**Work required**: Return each line in the records below that includes "tests".

**Source data**:
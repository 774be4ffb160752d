//! AES-256-GCM encryption/decryption
//!
//! Provides authenticated encryption for sealed backup archives.
//! Each encryption operation generates a unique nonce.

use aes_gcm::aead::rand_core::RngCore;
use aes_gcm::{
    aead::{Aead, KeyInit, OsRng},
    Aes256Gcm, Nonce,
};
use base64::{engine::general_purpose::STANDARD, Engine};
use serde::{Deserialize, Serialize};

use crate::error::{ReceiptsError, ReceiptsResult};

use super::DerivedKey;

/// Size of the AES-GCM nonce in bytes (96 bits)
const NONCE_SIZE: usize = 12;

/// Encrypted data with associated metadata
#[derive(Debug, Clone, Serialize, Deserialize)]
pub struct EncryptedData {
    /// The nonce used for this encryption (base64 encoded)
    pub nonce: String,
    /// The encrypted ciphertext with authentication tag (base64 encoded)
    pub ciphertext: String,
    /// Version for future algorithm upgrades
    #[serde(default = "default_version")]
    pub version: u8,
}

fn default_version() -> u8 {
    1
}

impl EncryptedData {
    fn new(nonce: &[u8], ciphertext: &[u8]) -> Self {
        Self {
            nonce: STANDARD.encode(nonce),
            ciphertext: STANDARD.encode(ciphertext),
            version: 1,
        }
    }

    fn decode_nonce(&self) -> ReceiptsResult<Vec<u8>> {
        STANDARD
            .decode(&self.nonce)
            .map_err(|e| ReceiptsError::Encryption(format!("Invalid nonce encoding: {}", e)))
    }

    fn decode_ciphertext(&self) -> ReceiptsResult<Vec<u8>> {
        STANDARD
            .decode(&self.ciphertext)
            .map_err(|e| ReceiptsError::Encryption(format!("Invalid ciphertext encoding: {}", e)))
    }
}

/// Encrypt plaintext data using AES-256-GCM
pub fn encrypt(plaintext: &[u8], key: &DerivedKey) -> ReceiptsResult<EncryptedData> {
    let cipher = Aes256Gcm::new_from_slice(key.as_bytes())
        .map_err(|e| ReceiptsError::Encryption(format!("Failed to create cipher: {}", e)))?;

    let mut nonce_bytes = [0u8; NONCE_SIZE];
    OsRng.fill_bytes(&mut nonce_bytes);
    let nonce = Nonce::from_slice(&nonce_bytes);

    let ciphertext = cipher
        .encrypt(nonce, plaintext)
        .map_err(|e| ReceiptsError::Encryption(format!("Encryption failed: {}", e)))?;

    Ok(EncryptedData::new(&nonce_bytes, &ciphertext))
}

/// Decrypt ciphertext using AES-256-GCM
pub fn decrypt(encrypted: &EncryptedData, key: &DerivedKey) -> ReceiptsResult<Vec<u8>> {
    if encrypted.version != 1 {
        return Err(ReceiptsError::Encryption(format!(
            "Unsupported encryption version: {}",
            encrypted.version
        )));
    }

    let cipher = Aes256Gcm::new_from_slice(key.as_bytes())
        .map_err(|e| ReceiptsError::Encryption(format!("Failed to create cipher: {}", e)))?;

    let nonce_bytes = encrypted.decode_nonce()?;
    if nonce_bytes.len() != NONCE_SIZE {
        return Err(ReceiptsError::Encryption(format!(
            "Invalid nonce size: expected {}, got {}",
            NONCE_SIZE,
            nonce_bytes.len()
        )));
    }
    let nonce = Nonce::from_slice(&nonce_bytes);

    let ciphertext = encrypted.decode_ciphertext()?;

    cipher.decrypt(nonce, ciphertext.as_ref()).map_err(|_| {
        ReceiptsError::Encryption("Decryption failed: wrong passphrase or corrupted data".to_string())
    })
}

#[cfg(test)]
mod tests {
    use super::*;
    use crate::crypto::key_derivation::{derive_key, KeyDerivationParams};

    fn test_key(passphrase: &str) -> DerivedKey {
        derive_key(passphrase, &KeyDerivationParams::light()).unwrap()
    }

    #[test]
    fn test_encrypt_decrypt_archive_bytes() {
        let key = test_key("receipts");
        let archive: Vec<u8> = b"PK\x03\x04".iter().copied().chain(0..=255u8).collect();

        let encrypted = encrypt(&archive, &key).unwrap();
        let decrypted = decrypt(&encrypted, &key).unwrap();

        assert_eq!(archive, decrypted);
    }

    #[test]
    fn test_different_nonces() {
        let key = test_key("receipts");
        let encrypted1 = encrypt(b"same bytes", &key).unwrap();
        let encrypted2 = encrypt(b"same bytes", &key).unwrap();

        assert_ne!(encrypted1.nonce, encrypted2.nonce);
        assert_ne!(encrypted1.ciphertext, encrypted2.ciphertext);
    }

    #[test]
    fn test_wrong_key_fails() {
        let params = KeyDerivationParams::light();
        let key1 = derive_key("right", &params).unwrap();
        let key2 = derive_key("wrong", &params).unwrap();

        let encrypted = encrypt(b"receipt data", &key1).unwrap();
        assert!(decrypt(&encrypted, &key2).is_err());
    }

    #[test]
    fn test_tampered_ciphertext_fails() {
        let key = test_key("receipts");
        let mut encrypted = encrypt(b"receipt data", &key).unwrap();

        let mut ciphertext = STANDARD.decode(&encrypted.ciphertext).unwrap();
        ciphertext[0] ^= 0xFF;
        encrypted.ciphertext = STANDARD.encode(&ciphertext);

        assert!(decrypt(&encrypted, &key).is_err());
    }

    #[test]
    fn test_unknown_version_rejected() {
        let key = test_key("receipts");
        let mut encrypted = encrypt(b"receipt data", &key).unwrap();
        encrypted.version = 2;

        let err = decrypt(&encrypted, &key).unwrap_err();
        assert!(err.to_string().contains("Unsupported encryption version"));
    }
}
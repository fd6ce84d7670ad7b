//! ASCII plotting for terminal output.
//!
//! Fixed-size character grid, deterministic output (useful for golden tests).
//!
//! Plot elements:
//! - model profile: `-` line
//! - observed (noisy) samples: `o`

/// Render a spectrum: the model as a line, optional observations as points.
///
/// `xs`, `model` and `observed` must have the same length; extra samples in
/// the longer slice are ignored.
pub fn render_spectrum_plot(
    xs: &[f64],
    model: &[f64],
    observed: Option<&[f64]>,
    unit: &str,
    width: usize,
    height: usize,
) -> String {
    let observed = observed.unwrap_or(&[]);
    let x_span = span(xs.iter().copied()).unwrap_or((0.0, 1.0));
    let (lo, hi) = span(model.iter().chain(observed).copied()).unwrap_or((0.0, 1.0));
    let margin = ((hi - lo) * 0.05).max(1e-12);
    let y_span = (lo - margin, hi + margin);

    let mut canvas = Canvas::new(width.max(10), height.max(5), x_span, y_span);
    // Points go last so they stay visible on top of the curve.
    canvas.polyline(xs, model, '-');
    canvas.scatter(xs, observed, 'o');

    format!(
        "Plot: x=[{:.6}, {:.6}] {unit} | y=[{:.3}, {:.3}]\n{}",
        x_span.0,
        x_span.1,
        y_span.0,
        y_span.1,
        canvas.render()
    )
}

/// Finite min/max, or `None` when there is no finite, non-empty span.
fn span(values: impl Iterator<Item = f64>) -> Option<(f64, f64)> {
    let (lo, hi) = values
        .filter(|v| v.is_finite())
        .fold((f64::INFINITY, f64::NEG_INFINITY), |(lo, hi), v| (lo.min(v), hi.max(v)));
    (lo.is_finite() && hi > lo).then_some((lo, hi))
}

type Cell = (usize, usize);

struct Canvas {
    rows: Vec<Vec<char>>,
    x_span: (f64, f64),
    y_span: (f64, f64),
}

impl Canvas {
    fn new(width: usize, height: usize, x_span: (f64, f64), y_span: (f64, f64)) -> Self {
        Self {
            rows: vec![vec![' '; width]; height],
            x_span,
            y_span,
        }
    }

    /// `(column, row)` of a data point; row 0 is the top (largest y).
    fn cell(&self, x: f64, y: f64) -> Cell {
        let last_col = (self.rows[0].len() - 1) as f64;
        let last_row = (self.rows.len() - 1) as f64;
        let u = ((x - self.x_span.0) / (self.x_span.1 - self.x_span.0)).clamp(0.0, 1.0);
        let v = ((y - self.y_span.0) / (self.y_span.1 - self.y_span.0)).clamp(0.0, 1.0);
        ((u * last_col).round() as usize, (last_row - v * last_row).round() as usize)
    }

    fn put(&mut self, (col, row): Cell, ch: char) {
        self.rows[row][col] = ch;
    }

    /// Bresenham segment that only paints blank cells.
    fn segment(&mut self, from: Cell, to: Cell, ch: char) {
        let (mut col, mut row) = (from.0 as i64, from.1 as i64);
        let (end_col, end_row) = (to.0 as i64, to.1 as i64);
        let d_col = (end_col - col).abs();
        let d_row = -(end_row - row).abs();
        let step_col = (end_col - col).signum();
        let step_row = (end_row - row).signum();
        let mut err = d_col + d_row;

        loop {
            let blank = self
                .rows
                .get_mut(row as usize)
                .and_then(|r| r.get_mut(col as usize))
                .filter(|c| **c == ' ');
            if let Some(c) = blank {
                *c = ch;
            }
            if col == end_col && row == end_row {
                break;
            }
            let e2 = 2 * err;
            if e2 >= d_row {
                err += d_row;
                col += step_col;
            }
            if e2 <= d_col {
                err += d_col;
                row += step_row;
            }
        }
    }

    fn polyline(&mut self, xs: &[f64], ys: &[f64], ch: char) {
        if xs.len().min(ys.len()) < 2 {
            return;
        }
        let mut last = None;
        for (&x, &y) in xs.iter().zip(ys) {
            if !(x.is_finite() && y.is_finite()) {
                continue;
            }
            let here = self.cell(x, y);
            match last {
                Some(prev) => self.segment(prev, here, ch),
                None => self.put(here, ch),
            }
            last = Some(here);
        }
    }

    fn scatter(&mut self, xs: &[f64], ys: &[f64], ch: char) {
        for (&x, &y) in xs.iter().zip(ys) {
            if x.is_finite() && y.is_finite() {
                let here = self.cell(x, y);
                self.put(here, ch);
            }
        }
    }

    fn render(self) -> String {
        let mut out = String::new();
        for row in self.rows {
            out.extend(row);
            out.push('\n');
        }
        out
    }
}
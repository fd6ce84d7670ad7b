//! The spectroscopic axis: coordinate samples that know their unit and frame.
//!
//! An axis owns its value buffer plus the metadata needed to reinterpret it:
//!
//! - `unit` and `xtype` (the quantity the axis measures)
//! - `frame` (kinematic frame label, never transformed)
//! - reference frequency and Doppler convention (for frequency ↔ velocity)
//!
//! Invariants:
//! - after every successful conversion `unit` and `xtype` agree
//! - `spacing` always holds the consecutive differences of the current values
//!   (recomputed eagerly at the end of each mutation)
//! - a cached header descriptor is dropped whenever the values change

use std::ops::Range;

use log::{info, warn};

use crate::axis::header::HeaderDescriptor;
use crate::domain::{DopplerConvention, Frame, QuantityType};
use crate::doppler::{DopplerContext, ReferenceFrequency, convert_value, convert_values};
use crate::error::{AxisError, AxisResult};
use crate::units::{Unit, lookup_xtype};

/// Default relative tolerance for the uniform-spacing check.
pub const DEFAULT_TOLERANCE: f64 = 1e-8;

/// Optional construction parameters.
#[derive(Debug, Clone, Default)]
pub struct AxisOptions {
    /// Frame label; overridden by the frame an explicit `xtype` implies.
    pub frame: Frame,
    /// Axis type tag (`VRAD`, `FREQ`, `wavelength`, ...).
    pub xtype: Option<String>,
    pub reference_frequency: Option<f64>,
    /// Defaults to the axis unit for frequency axes, `Hz` otherwise.
    pub reference_frequency_unit: Option<String>,
    pub redshift: Option<f64>,
    /// Explicit convention; wins over the one derived from `xtype`.
    pub convention: Option<DopplerConvention>,
    /// Reject unrecognized `xtype` tags instead of falling back to the unit's type.
    pub strict_xtype: bool,
}

/// Parameters for [`SpectroscopicAxis::convert_with`].
#[derive(Debug, Clone, Default)]
pub struct ConvertOptions {
    /// Requested frame. Frame changes are reported, not performed.
    pub frame: Frame,
    /// Reference frequency to use instead of the axis' own. When given and the
    /// conversion succeeds, it becomes the axis reference.
    pub reference: Option<ReferenceFrequency>,
}

/// What a conversion call actually did.
#[derive(Debug, Clone, Copy, Default, PartialEq, Eq)]
pub struct ConversionReport {
    pub quantity_changed: bool,
    pub unit_changed: bool,
    /// A different frame was requested; the frame was left as it was.
    pub frame_change_skipped: bool,
}

impl ConversionReport {
    pub fn is_noop(&self) -> bool {
        !self.quantity_changed && !self.unit_changed && !self.frame_change_skipped
    }
}

#[derive(Debug, Clone)]
pub struct SpectroscopicAxis {
    values: Vec<f64>,
    unit: Unit,
    xtype: QuantityType,
    frame: Frame,
    reference: Option<ReferenceFrequency>,
    redshift: Option<f64>,
    convention: DopplerConvention,
    spacing: Vec<f64>,
    header: Option<HeaderDescriptor>,
}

**Answer space**:
mod tests {
//! Fixed-size character grid, deterministic output (useful for golden tests).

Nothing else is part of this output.